Reputation: 1398
I am building a website where people can submit their blog addresses. What I'm trying to do is that when they submit a blog, for me to check the database to see if it's already in the database.
The problem that I have is that somebody can write the urls as "http://blog.com" or "http://www.blog.com" .
What would be the best way for me to check if the url is repeated?

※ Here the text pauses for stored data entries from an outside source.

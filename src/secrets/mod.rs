//! Server-held credentials.
//!
//! # Data Flow
//! ```text
//! process environment
//!     → SecretVault::from_env (startup, fail-fast)
//!     → vault.get(env_ref) per request
//!     → Secret::expose() only at outbound request construction
//! ```
//!
//! # Design Decisions
//! - A missing secret for an enabled route aborts startup
//! - `Secret` redacts itself in Debug/Display and never derives Serialize
//! - The vault is read-only after initialization

pub mod vault;

pub use vault::{Secret, SecretVault, REDACTED};
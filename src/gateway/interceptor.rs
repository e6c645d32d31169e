//! Response interception: one send, one audit entry.
//!
//! The interceptor owns the act of producing the response. It consumes
//! itself on either exit path, so a second send cannot be expressed, and
//! the audit entry is written before the response value leaves the handler,
//! so logging can never trail partially sent bytes. What the client
//! receives is exactly what the downstream (or the error mapper) produced;
//! only the audit copy is truncated.

use std::sync::Arc;

use axum::body::Bytes;
use axum::http::{header, HeaderValue, StatusCode};
use axum::response::{IntoResponse, Response};

use crate::audit::AuditSink;
use crate::gateway::{GatewayError, ProxyRequestContext};
use crate::observability::metrics;

/// A downstream (or gateway-built) response captured for exact relay:
/// status, content type, and the untouched body bytes.
#[derive(Debug)]
pub struct RelayResponse {
    pub status: StatusCode,
    pub content_type: Option<String>,
    pub body: Bytes,
}

impl RelayResponse {
    /// Gateway-owned JSON response (used by the CAPTCHA route, whose
    /// success shape belongs to the gateway).
    pub fn json(status: StatusCode, value: &serde_json::Value) -> Self {
        Self {
            status,
            content_type: Some("application/json".to_string()),
            body: Bytes::from(value.to_string()),
        }
    }
}

/// Wraps the single send for one request.
pub struct ResponseInterceptor {
    sink: Arc<AuditSink>,
    ctx: ProxyRequestContext,
}

impl ResponseInterceptor {
    pub fn new(sink: Arc<AuditSink>, ctx: ProxyRequestContext) -> Self {
        Self { sink, ctx }
    }

    pub fn context(&self) -> &ProxyRequestContext {
        &self.ctx
    }

    /// Relay an accepted response to the client, auditing it first.
    /// Consumes the interceptor: there is no second send.
    pub fn relay(self, relay: RelayResponse) -> Response {
        self.sink
            .record(&self.ctx, "accepted", relay.status, &relay.body);
        metrics::record_proxied(self.ctx.route.as_str(), "accepted", relay.status.as_u16());

        let mut response = (relay.status, relay.body).into_response();
        let content_type = relay
            .content_type
            .as_deref()
            .and_then(|ct| HeaderValue::from_str(ct).ok())
            .unwrap_or_else(|| HeaderValue::from_static("application/octet-stream"));
        response
            .headers_mut()
            .insert(header::CONTENT_TYPE, content_type);
        response
    }

    /// Normalize a failure into the error wire shape, auditing it first.
    pub fn reject(self, error: GatewayError) -> Response {
        if let GatewayError::Rejected(reason) = &error {
            metrics::record_rejected(self.ctx.route.as_str(), reason.as_str());
        }
        if matches!(error, GatewayError::Internal(_)) {
            // Full context server-side; the client sees a generic line.
            tracing::error!(
                request_id = %self.ctx.request_id,
                route = %self.ctx.route,
                error = %error,
                "Unexpected gateway fault"
            );
        }

        let body = error.to_body().to_string();
        self.sink
            .record(&self.ctx, error.code(), error.status(), body.as_bytes());
        metrics::record_proxied(self.ctx.route.as_str(), error.code(), error.status().as_u16());

        error.into_response()
    }
}

#[cfg(test)]
mod tests {
    use super::*;
    use crate::gateway::{ClientIdentity, Route};
    use axum::http::HeaderMap;
    use std::net::{IpAddr, Ipv4Addr};

    fn interceptor() -> ResponseInterceptor {
        let ctx = ProxyRequestContext::new(
            Route::Captcha,
            ClientIdentity::from_ip(IpAddr::V4(Ipv4Addr::LOCALHOST)),
            &HeaderMap::new(),
            Some("RECAPTCHA_SECRET_KEY".to_string()),
        );
        ResponseInterceptor::new(Arc::new(AuditSink::new(4096)), ctx)
    }

    #[test]
    fn relay_preserves_status_and_content_type() {
        let response = interceptor().relay(RelayResponse {
            status: StatusCode::CREATED,
            content_type: Some("application/json".to_string()),
            body: Bytes::from_static(b"{\"id\":\"c_1\"}"),
        });
        assert_eq!(response.status(), StatusCode::CREATED);
        assert_eq!(
            response.headers().get(header::CONTENT_TYPE).unwrap(),
            "application/json"
        );
    }

    #[test]
    fn reject_produces_error_wire_shape() {
        let response = interceptor().reject(GatewayError::Throttled { retry_after_secs: 3 });
        assert_eq!(response.status(), StatusCode::TOO_MANY_REQUESTS);
        assert!(response.headers().contains_key(header::RETRY_AFTER));
    }
}
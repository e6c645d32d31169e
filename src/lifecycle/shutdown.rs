//! Shutdown coordination for the gateway.

use tokio::sync::broadcast;

/// Hand-off point between the signal source and the serve loop.
///
/// The gateway runs exactly one long-lived task, so construction yields
/// the server's receiver directly alongside the trigger handle.
pub struct Shutdown {
    tx: broadcast::Sender<()>,
}

impl Shutdown {
    /// Create the coordinator together with the server's receiver.
    pub fn new() -> (Self, broadcast::Receiver<()>) {
        let (tx, rx) = broadcast::channel(1);
        (Self { tx }, rx)
    }

    /// Signal the server to stop accepting connections and drain.
    pub fn trigger(&self) {
        let _ = self.tx.send(());
    }

    /// Trigger on Ctrl+C. Consumes the handle; call after giving the
    /// receiver to the server.
    pub fn trigger_on_ctrl_c(self) {
        tokio::spawn(async move {
            if tokio::signal::ctrl_c().await.is_ok() {
                tracing::info!("Ctrl+C received, shutting down");
                self.trigger();
            }
        });
    }
}
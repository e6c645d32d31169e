//! Fixed-window rate limiting keyed by client identity and route.

use std::sync::atomic::{AtomicU64, Ordering};
use std::time::{Duration, Instant};

use dashmap::mapref::entry::Entry;
use dashmap::DashMap;

use crate::config::RateLimitConfig;
use crate::gateway::{ClientIdentity, Route};
use crate::observability::metrics;

/// Buckets idle for this many windows are purged.
const STALE_WINDOWS: u32 = 4;

/// How often (in `check` calls) the lazy purge runs.
const PURGE_EVERY: u64 = 1024;

/// Outcome of a rate-limit check.
#[derive(Debug, Clone, Copy, PartialEq, Eq)]
pub enum RateDecision {
    Allowed,
    Throttled { retry_after_secs: u64 },
}

/// Per-key counter for the current window.
struct Bucket {
    count: u32,
    window_start: Instant,
    window: Duration,
}

/// Fixed-window request counter.
///
/// The bucket map is the only shared mutable structure across concurrent
/// requests. `DashMap` shards by key, so increments for the same key
/// serialize while distinct keys never contend.
pub struct RateLimiter {
    buckets: DashMap<String, Bucket>,
    checks: AtomicU64,
}

impl RateLimiter {
    pub fn new() -> Self {
        Self {
            buckets: DashMap::new(),
            checks: AtomicU64::new(0),
        }
    }

    /// Check and count one request for `(client, route)` under the route's
    /// limit. A request arriving exactly at the window boundary belongs to
    /// the new window.
    pub fn check(
        &self,
        client: &ClientIdentity,
        route: Route,
        limit: &RateLimitConfig,
    ) -> RateDecision {
        if self.checks.fetch_add(1, Ordering::Relaxed) % PURGE_EVERY == PURGE_EVERY - 1 {
            self.purge_stale(Instant::now());
        }
        self.check_at(client, route, limit, Instant::now())
    }

    fn check_at(
        &self,
        client: &ClientIdentity,
        route: Route,
        limit: &RateLimitConfig,
        now: Instant,
    ) -> RateDecision {
        let key = format!("{}:{}", route.as_str(), client.as_str());
        let window = Duration::from_secs(limit.window_secs);

        // The entry guard holds the shard lock for the O(1) update only.
        match self.buckets.entry(key) {
            Entry::Vacant(vacant) => {
                vacant.insert(Bucket {
                    count: 1,
                    window_start: now,
                    window,
                });
                RateDecision::Allowed
            }
            Entry::Occupied(mut occupied) => {
                let bucket = occupied.get_mut();
                let elapsed = now.saturating_duration_since(bucket.window_start);
                if elapsed >= window {
                    bucket.count = 1;
                    bucket.window_start = now;
                    bucket.window = window;
                    return RateDecision::Allowed;
                }
                // Saturate: a flood of throttled replays within one window
                // must not wrap the counter back under the limit.
                bucket.count = bucket.count.saturating_add(1);
                if bucket.count > limit.max {
                    metrics::record_throttled(route.as_str());
                    RateDecision::Throttled {
                        retry_after_secs: remaining_secs(window, elapsed),
                    }
                } else {
                    RateDecision::Allowed
                }
            }
        }
    }

    /// Drop buckets that have been idle for several windows. Keeps the map
    /// bounded without a background task.
    fn purge_stale(&self, now: Instant) {
        self.buckets.retain(|_, bucket| {
            now.saturating_duration_since(bucket.window_start) < bucket.window * STALE_WINDOWS
        });
    }

    /// Number of live buckets. Exposed for tests.
    #[doc(hidden)]
    pub fn bucket_count(&self) -> usize {
        self.buckets.len()
    }
}

impl Default for RateLimiter {
    fn default() -> Self {
        Self::new()
    }
}

/// Remaining window time rounded up to whole seconds, at least 1.
fn remaining_secs(window: Duration, elapsed: Duration) -> u64 {
    let remaining = window.saturating_sub(elapsed);
    let secs = remaining.as_secs() + u64::from(remaining.subsec_nanos() > 0);
    secs.max(1)
}
//! Security subsystem.
//!
//! # Data Flow
//! ```text
//! Incoming request:
//!     → origin.rs (allow-list the Origin header)
//!     → rate_limit.rs (fixed-window per client + route)
//!     → validator.rs (honeypot, timing, score, signature, allow-lists)
//!     → Pass to downstream call
//! ```
//!
//! # Design Decisions
//! - Checks are ordered cheapest-first and short-circuit
//! - Throttling and rejection are decision values, never errors
//! - No trust in client input

pub mod origin;
pub mod rate_limit;
pub mod validator;

pub use rate_limit::{RateDecision, RateLimiter};
pub use validator::{RejectReason, SecurityDecision};
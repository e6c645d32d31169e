//! Observability subsystem.
//!
//! # Data Flow
//! ```text
//! All subsystems produce:
//!     → logging.rs (structured log events, `audit` target for the sink)
//!     → metrics.rs (counters by route / outcome / status)
//!
//! Consumers:
//!     → Log aggregation (stdout)
//!     → Metrics endpoint (Prometheus scrape)
//! ```
//!
//! # Design Decisions
//! - Structured fields, never interpolated payloads
//! - Secrets are redacted before anything reaches this layer
//! - Metrics are cheap (atomic increments)

pub mod logging;
pub mod metrics;
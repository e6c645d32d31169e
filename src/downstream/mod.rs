//! Third-party API clients.
//!
//! The CAPTCHA verifier, the subscription service, and webhook targets are
//! black boxes reachable over HTTP. Every call carries a bounded timeout;
//! a timeout is a downstream failure, never a hang.

pub mod client;

pub use client::{CaptchaVerdict, DownstreamClient, DownstreamError};
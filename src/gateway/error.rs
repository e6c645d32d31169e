//! Gateway error taxonomy and wire mapping.
//!
//! Expected conditions (throttling, security rejection) arrive here as
//! values and map to 4xx. Downstream transport failures map to 502.
//! Anything unexpected becomes a 500 with a generic client message; the
//! detail is logged server-side only.

use axum::http::{header, StatusCode};
use axum::response::{IntoResponse, Response};
use axum::Json;
use serde_json::json;
use thiserror::Error;

use crate::downstream::DownstreamError;
use crate::security::RejectReason;

/// Client-visible failure of a proxied request.
#[derive(Debug, Error)]
pub enum GatewayError {
    /// Malformed or incomplete payload. 400.
    #[error("invalid request: {0}")]
    BadRequest(String),

    /// `Origin` header present but not allow-listed. 403.
    #[error("origin not allowed: {0}")]
    OriginDenied(String),

    /// Rate limit exceeded. 429 with a Retry-After hint.
    #[error("rate limit exceeded, retry after {retry_after_secs}s")]
    Throttled { retry_after_secs: u64 },

    /// Security validation rejected the request. 403.
    #[error("request rejected: {0}")]
    Rejected(RejectReason),

    /// The third-party API failed or timed out. 502.
    #[error("downstream failure: {0}")]
    Downstream(String),

    /// Unexpected fault inside the gateway. 500, generic message.
    #[error("internal error: {0}")]
    Internal(String),
}

impl GatewayError {
    pub fn status(&self) -> StatusCode {
        match self {
            GatewayError::BadRequest(_) => StatusCode::BAD_REQUEST,
            GatewayError::OriginDenied(_) | GatewayError::Rejected(_) => StatusCode::FORBIDDEN,
            GatewayError::Throttled { .. } => StatusCode::TOO_MANY_REQUESTS,
            GatewayError::Downstream(_) => StatusCode::BAD_GATEWAY,
            GatewayError::Internal(_) => StatusCode::INTERNAL_SERVER_ERROR,
        }
    }

    /// Stable machine-readable code for the `error` field.
    pub fn code(&self) -> &'static str {
        match self {
            GatewayError::BadRequest(_) => "invalid_request",
            GatewayError::OriginDenied(_) => "origin_not_allowed",
            GatewayError::Throttled { .. } => "rate_limited",
            GatewayError::Rejected(reason) => reason.as_str(),
            GatewayError::Downstream(_) => "downstream_error",
            GatewayError::Internal(_) => "internal_error",
        }
    }

    /// Message for the response body. Internal detail never leaves the
    /// process; callers get a generic line instead of a stack trace.
    pub fn client_message(&self) -> String {
        match self {
            GatewayError::Internal(_) => "internal server error".to_string(),
            other => other.to_string(),
        }
    }

    /// Serialize to the `{error, message}` wire shape.
    pub fn to_body(&self) -> serde_json::Value {
        json!({
            "error": self.code(),
            "message": self.client_message(),
        })
    }
}

impl From<DownstreamError> for GatewayError {
    fn from(e: DownstreamError) -> Self {
        GatewayError::Downstream(e.to_string())
    }
}

impl IntoResponse for GatewayError {
    fn into_response(self) -> Response {
        let mut response = (self.status(), Json(self.to_body())).into_response();
        if let GatewayError::Throttled { retry_after_secs } = self {
            if let Ok(value) = retry_after_secs.to_string().parse() {
                response.headers_mut().insert(header::RETRY_AFTER, value);
            }
        }
        response
    }
}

What I think is I would check if the url has a "http://" and a "www", and check for the part after "www" but I feel this would be slow because I have more than 3000 urls. Thanks!
Upvotes: 0
Views: 130
Reputation: 95101
Dis-calmer : This is for experimental purpose, it suppose to guide you on the best format you want to use
I think you should save only the domain and sub domain .. I would demonstrate what i mean by this simple script
Image An array
$urls = array('http://blog.com',
'http://somethingelse.blog.com',
'http://something1.blog.com',
'ftp://blog.com',
'https://blog.com',
'http://www.blog.com',
'http://www.blog.net',
'blog.com',
'somethingelse.blog.com');
If you run
$found = array();
$blogUrl = new BlogURL();
foreach ( $urls as $url ) {
$domain = $blogUrl->parse($url);
if (! $domain) {
$blogUrl->log("#Parse can't parse $url");
continue;
}
$key = array_search($domain, $found);
if ($key !== false) {
$blogUrl->log("#Duplicate $url same as {$found[$key]}");
continue;
}
$found[] = $domain;
$blogUrl->log("#new $url has $domain");
}
var_dump($found);
Output
array
0 => string 'blog.com' (length=8)
1 => string 'somethingelse.blog.com' (length=22)
2 => string 'something1.blog.com' (length=19)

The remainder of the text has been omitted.